Who are you?

I’ve never colored inside the lines. I’ve always challenged “the rules” set by other people. I’ve never just believed everything that was told to me. I’ve always listened, but not always followed. I have been told not to attempt to try numerous things, but have always done them anyway. It has always taken me more than one try to achieve the goals I have wanted to obtain, but they have never been small goals. I have not taken a lot of advice I should have because I needed to learn the lessons on my own. I have loved and lost with pain at times, but never with regrets. I have sacraficed things from myself for others in more need that I when I was told not to care. I have spoken up when I was told to shut up. I have moved forward when it would have been easier to stand still and stay where I was. I have hurt people I love and punished myself for their pain. I have at times wanted to raise the white flag in defeat, but I never have. I have always climbed back up the cliff with my finger nails. I am me and I need to never forget that. Who are you?

Haters- I don’t have them

I see a lot of people posting about “Haters”….”Don’t worry about Haters- they are just unhappy people”; I think would sum it up. I guess this relates to my previous post. I don’t have “Haters”, because I haven’t acknowledged that negative behavior towards me in over four years now. I just don’t care… And I think Facebook has provided me with a great social experiment. I used to make fun of people on FB. Who had the time?
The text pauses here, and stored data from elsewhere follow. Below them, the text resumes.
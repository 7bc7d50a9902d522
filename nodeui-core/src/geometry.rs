//! Node geometry
//!
//! Derives the rounded outline and the socket rectangles of a node from its
//! content size and its row descriptors. Everything here is a pure function
//! of its arguments and works in node-local coordinates, where (0, 0) is the
//! top-left corner of the node's full extent.

use kurbo::{BezPath, Point, Rect, RoundedRect, Shape, Size, Vec2};
use serde::{Deserialize, Serialize};

/// Corner radius of the node outline, also the padding around the panel
pub const CORNER_RADIUS: f64 = 5.0;

/// Diameter of a socket
pub const SOCKET_SIZE: f64 = 10.0;

/// Extra width reserved in the extent so sockets can protrude from the outline
pub const SOCKET_MARGIN: f64 = SOCKET_SIZE;

/// Smallest content size a node may be resized to
pub const MIN_CONTENT_SIZE: Size = Size::new(1.0, 1.0);

/// Offset of the embedded panel from the node's top-left corner
pub const PANEL_OFFSET: Vec2 = Vec2::new(CORNER_RADIUS, CORNER_RADIUS);

/// Flattening tolerance used when converting shapes to paths
const PATH_TOLERANCE: f64 = 0.1;

/// Which side of the node a socket sits on
#[derive(Clone, Copy, Debug, PartialEq, Eq, Hash, Serialize, Deserialize)]
pub enum SocketDirection {
    /// Hugs the left edge
    Input,
    /// Hugs the right edge
    Output,
}

/// Connection-role answers for one row of a node
pub trait RowDescriptor {
    fn is_input(&self) -> bool;
    fn is_output(&self) -> bool;
}

impl<T: RowDescriptor + ?Sized> RowDescriptor for &T {
    fn is_input(&self) -> bool {
        (**self).is_input()
    }

    fn is_output(&self) -> bool {
        (**self).is_output()
    }
}

/// Plain row descriptor, handy for panels that store roles directly
#[derive(Clone, Copy, Debug, Default, PartialEq, Eq, Serialize, Deserialize)]
pub struct RowRole {
    pub input: bool,
    pub output: bool,
}

impl RowRole {
    pub const NONE: RowRole = RowRole { input: false, output: false };
    pub const INPUT: RowRole = RowRole { input: true, output: false };
    pub const OUTPUT: RowRole = RowRole { input: false, output: true };
    pub const BOTH: RowRole = RowRole { input: true, output: true };
}

impl RowDescriptor for RowRole {
    fn is_input(&self) -> bool {
        self.input
    }

    fn is_output(&self) -> bool {
        self.output
    }
}

/// A hit-testable connection point, computed on demand
#[derive(Clone, Copy, Debug, PartialEq, Serialize, Deserialize)]
pub struct Socket {
    /// Index of the row this socket belongs to
    pub index: usize,
    pub direction: SocketDirection,
    /// Node-local bounds, `SOCKET_SIZE` square
    pub bounds: Rect,
}

impl Socket {
    pub fn center(&self) -> Point {
        self.bounds.center()
    }
}

/// Clamp a requested content size to `MIN_CONTENT_SIZE`
///
/// NaN components clamp to the minimum as well.
pub fn clamp_content_size(size: Size) -> Size {
    let clamp = |value: f64, min: f64| if value >= min { value } else { min };
    Size::new(
        clamp(size.width, MIN_CONTENT_SIZE.width),
        clamp(size.height, MIN_CONTENT_SIZE.height),
    )
}

/// Full node extent for a content size
///
/// Content plus the corner padding on every side, plus the socket margin on
/// the right.
pub fn compute_extent(size: Size) -> Rect {
    Rect::new(
        0.0,
        0.0,
        size.width + 2.0 * CORNER_RADIUS + SOCKET_MARGIN,
        size.height + 2.0 * CORNER_RADIUS,
    )
}

/// Rectangle the rounded outline is built from
///
/// The extent shifted right by half a socket so that input and output
/// socket centers land exactly on the outline's left and right edges.
pub fn compute_outline_rect(size: Size) -> Rect {
    let extent = compute_extent(size);
    Rect::new(
        extent.x0 + SOCKET_MARGIN / 2.0,
        extent.y0,
        extent.x1 - SOCKET_MARGIN / 2.0,
        extent.y1,
    )
}

/// Closed rounded-rectangle outline for a content size
pub fn compute_outline(size: Size) -> BezPath {
    RoundedRect::from_rect(compute_outline_rect(size), CORNER_RADIUS).to_path(PATH_TOLERANCE)
}

/// Compute the sockets for a row sequence
///
/// Rows are walked once, in order. Input rows produce a socket on the left
/// edge of `extent`, output rows one flush with the right edge; a row that
/// is both produces the input socket first. `row_y` maps a row index to the
/// vertical center of its socket in the same space as `extent`.
pub fn compute_sockets<I>(rows: I, extent: Rect, row_y: impl Fn(usize) -> f64) -> Vec<Socket>
where
    I: IntoIterator,
    I::Item: RowDescriptor,
{
    let mut sockets = Vec::new();

    for (index, row) in rows.into_iter().enumerate() {
        let directions = [
            (row.is_input(), SocketDirection::Input),
            (row.is_output(), SocketDirection::Output),
        ];
        if !directions.iter().any(|(enabled, _)| *enabled) {
            continue;
        }

        let center_y = row_y(index);
        for (_, direction) in directions.iter().filter(|(enabled, _)| *enabled) {
            let x = match direction {
                SocketDirection::Input => extent.x0,
                SocketDirection::Output => extent.x1 - SOCKET_SIZE,
            };
            sockets.push(Socket {
                index,
                direction: *direction,
                bounds: Rect::from_origin_size(
                    (x, center_y - SOCKET_SIZE / 2.0),
                    (SOCKET_SIZE, SOCKET_SIZE),
                ),
            });
        }
    }

    sockets
}

/// Horizontal "S" connector between two points
///
/// A single cubic whose control points share the x midpoint of the two
/// endpoints, each at the height of its own endpoint. Used both for the
/// drag preview and for finished edges.
pub fn make_curve(start: Point, end: Point) -> BezPath {
    let mid_x = start.x + (end.x - start.x) * 0.5;

    let mut path = BezPath::new();
    path.move_to(start);
    path.curve_to(Point::new(mid_x, start.y), Point::new(mid_x, end.y), end);
    path
}

#[cfg(test)]
mod tests {
    use super::*;
    use kurbo::PathEl;

    fn two_row_sockets() -> Vec<Socket> {
        let rows = [RowRole::INPUT, RowRole::OUTPUT];
        let extent = Rect::new(0.0, 0.0, 120.0, 70.0);
        compute_sockets(rows, extent, |i| [20.0, 40.0][i])
    }

    #[test]
    fn test_outline_is_inset_by_half_socket() {
        let size = Size::new(100.0, 60.0);
        let extent = compute_extent(size);
        assert_eq!(extent, Rect::new(0.0, 0.0, 120.0, 70.0));

        let bbox = compute_outline(size).bounding_box();
        assert!((bbox.x0 - 5.0).abs() < 1e-9);
        assert!((bbox.x1 - 115.0).abs() < 1e-9);
        assert!((bbox.y0 - 0.0).abs() < 1e-9);
        assert!((bbox.y1 - 70.0).abs() < 1e-9);
    }

    #[test]
    fn test_outline_is_closed() {
        let outline = compute_outline(Size::new(40.0, 20.0));
        assert!(matches!(outline.elements().last(), Some(PathEl::ClosePath)));
    }

    #[test]
    fn test_scenario_two_rows() {
        let sockets = two_row_sockets();
        assert_eq!(sockets.len(), 2);

        assert_eq!(sockets[0].index, 0);
        assert_eq!(sockets[0].direction, SocketDirection::Input);
        assert_eq!(sockets[0].center(), Point::new(5.0, 20.0));

        assert_eq!(sockets[1].index, 1);
        assert_eq!(sockets[1].direction, SocketDirection::Output);
        assert_eq!(sockets[1].center(), Point::new(115.0, 40.0));
    }

    #[test]
    fn test_socket_edges_follow_extent() {
        let extent = Rect::new(0.0, 0.0, 120.0, 70.0);
        for socket in two_row_sockets() {
            match socket.direction {
                SocketDirection::Input => assert_eq!(socket.bounds.x0, extent.x0),
                SocketDirection::Output => assert_eq!(socket.bounds.x1, extent.x1),
            }
            assert_eq!(socket.bounds.size(), Size::new(SOCKET_SIZE, SOCKET_SIZE));
        }
    }

    #[test]
    fn test_one_socket_per_enabled_direction() {
        let rows = [RowRole::NONE, RowRole::BOTH, RowRole::INPUT, RowRole::NONE, RowRole::OUTPUT];
        let sockets = compute_sockets(rows, Rect::new(0.0, 0.0, 50.0, 50.0), |i| i as f64 * 10.0);

        let pairs: Vec<_> = sockets.iter().map(|s| (s.index, s.direction)).collect();
        assert_eq!(
            pairs,
            vec![
                (1, SocketDirection::Input),
                (1, SocketDirection::Output),
                (2, SocketDirection::Input),
                (4, SocketDirection::Output),
            ]
        );
    }

    #[test]
    fn test_empty_rows_have_no_sockets() {
        let rows: [RowRole; 0] = [];
        assert!(compute_sockets(rows, Rect::new(0.0, 0.0, 10.0, 10.0), |_| 0.0).is_empty());
    }

    #[test]
    fn test_neither_row_does_not_query_offset() {
        let rows = [RowRole::NONE];
        let sockets = compute_sockets(rows, Rect::ZERO, |_| panic!("offset queried"));
        assert!(sockets.is_empty());
    }

    #[test]
    fn test_make_curve_control_points() {
        let a = Point::new(10.0, 20.0);
        let b = Point::new(110.0, 80.0);
        let curve = make_curve(a, b);

        let elements = curve.elements();
        assert_eq!(elements[0], PathEl::MoveTo(a));
        match elements[1] {
            PathEl::CurveTo(c1, c2, end) => {
                assert_eq!(c1, Point::new(60.0, 20.0));
                assert_eq!(c2, Point::new(60.0, 80.0));
                assert_eq!(end, b);
            }
            ref other => panic!("expected a cubic, got {:?}", other),
        }
    }

    #[test]
    fn test_make_curve_degenerate() {
        let a = Point::new(42.0, -7.0);
        let curve = make_curve(a, a);
        let bbox = curve.bounding_box();
        assert_eq!(bbox, Rect::from_points(a, a));
        assert_eq!(bbox.area(), 0.0);
    }

    #[test]
    fn test_clamp_content_size() {
        assert_eq!(clamp_content_size(Size::new(0.0, -4.0)), MIN_CONTENT_SIZE);
        assert_eq!(clamp_content_size(Size::new(f64::NAN, 3.0)), Size::new(1.0, 3.0));
        assert_eq!(clamp_content_size(Size::new(8.0, 9.0)), Size::new(8.0, 9.0));
    }
}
Nonsense… Ha..look at me now. In the beginning I friended EVERYONE I knew, met, worked with, admired. As time went on my love of FB increased. I found I Loved writing and using it as my on line journal. I put most everything on there that I would have written in my journal. Why not? This is who I am. I offended LOTS…I scared my mother and close friends:”Vanessa! Why are you posting that?”….Why not? This is me…. And you know what? It weeded out the negativity, the haters…if people didn’t like me they could just defriend me…. And I am totally fine with that. No hard feelings. When I see who likes or comments on my posts I smile. I feel a connection with them. They get me. I put a smile on their face, made them laugh, or made them think, or even made them mad, but we can discuss or agree to disagree. Challenge me….I love to ponder my views. So, my post yesterday: I am my worst enemy. I am my own hater. Other haters don’t even come to mind. I do crave certain people’s approval and that is something I need to work on, but they aren’t haters…. More just on the fence:) We can choose to see haters and negativity or we can choose not to. Don’t even worry about “Haters going to hate”…..they aren’t even there.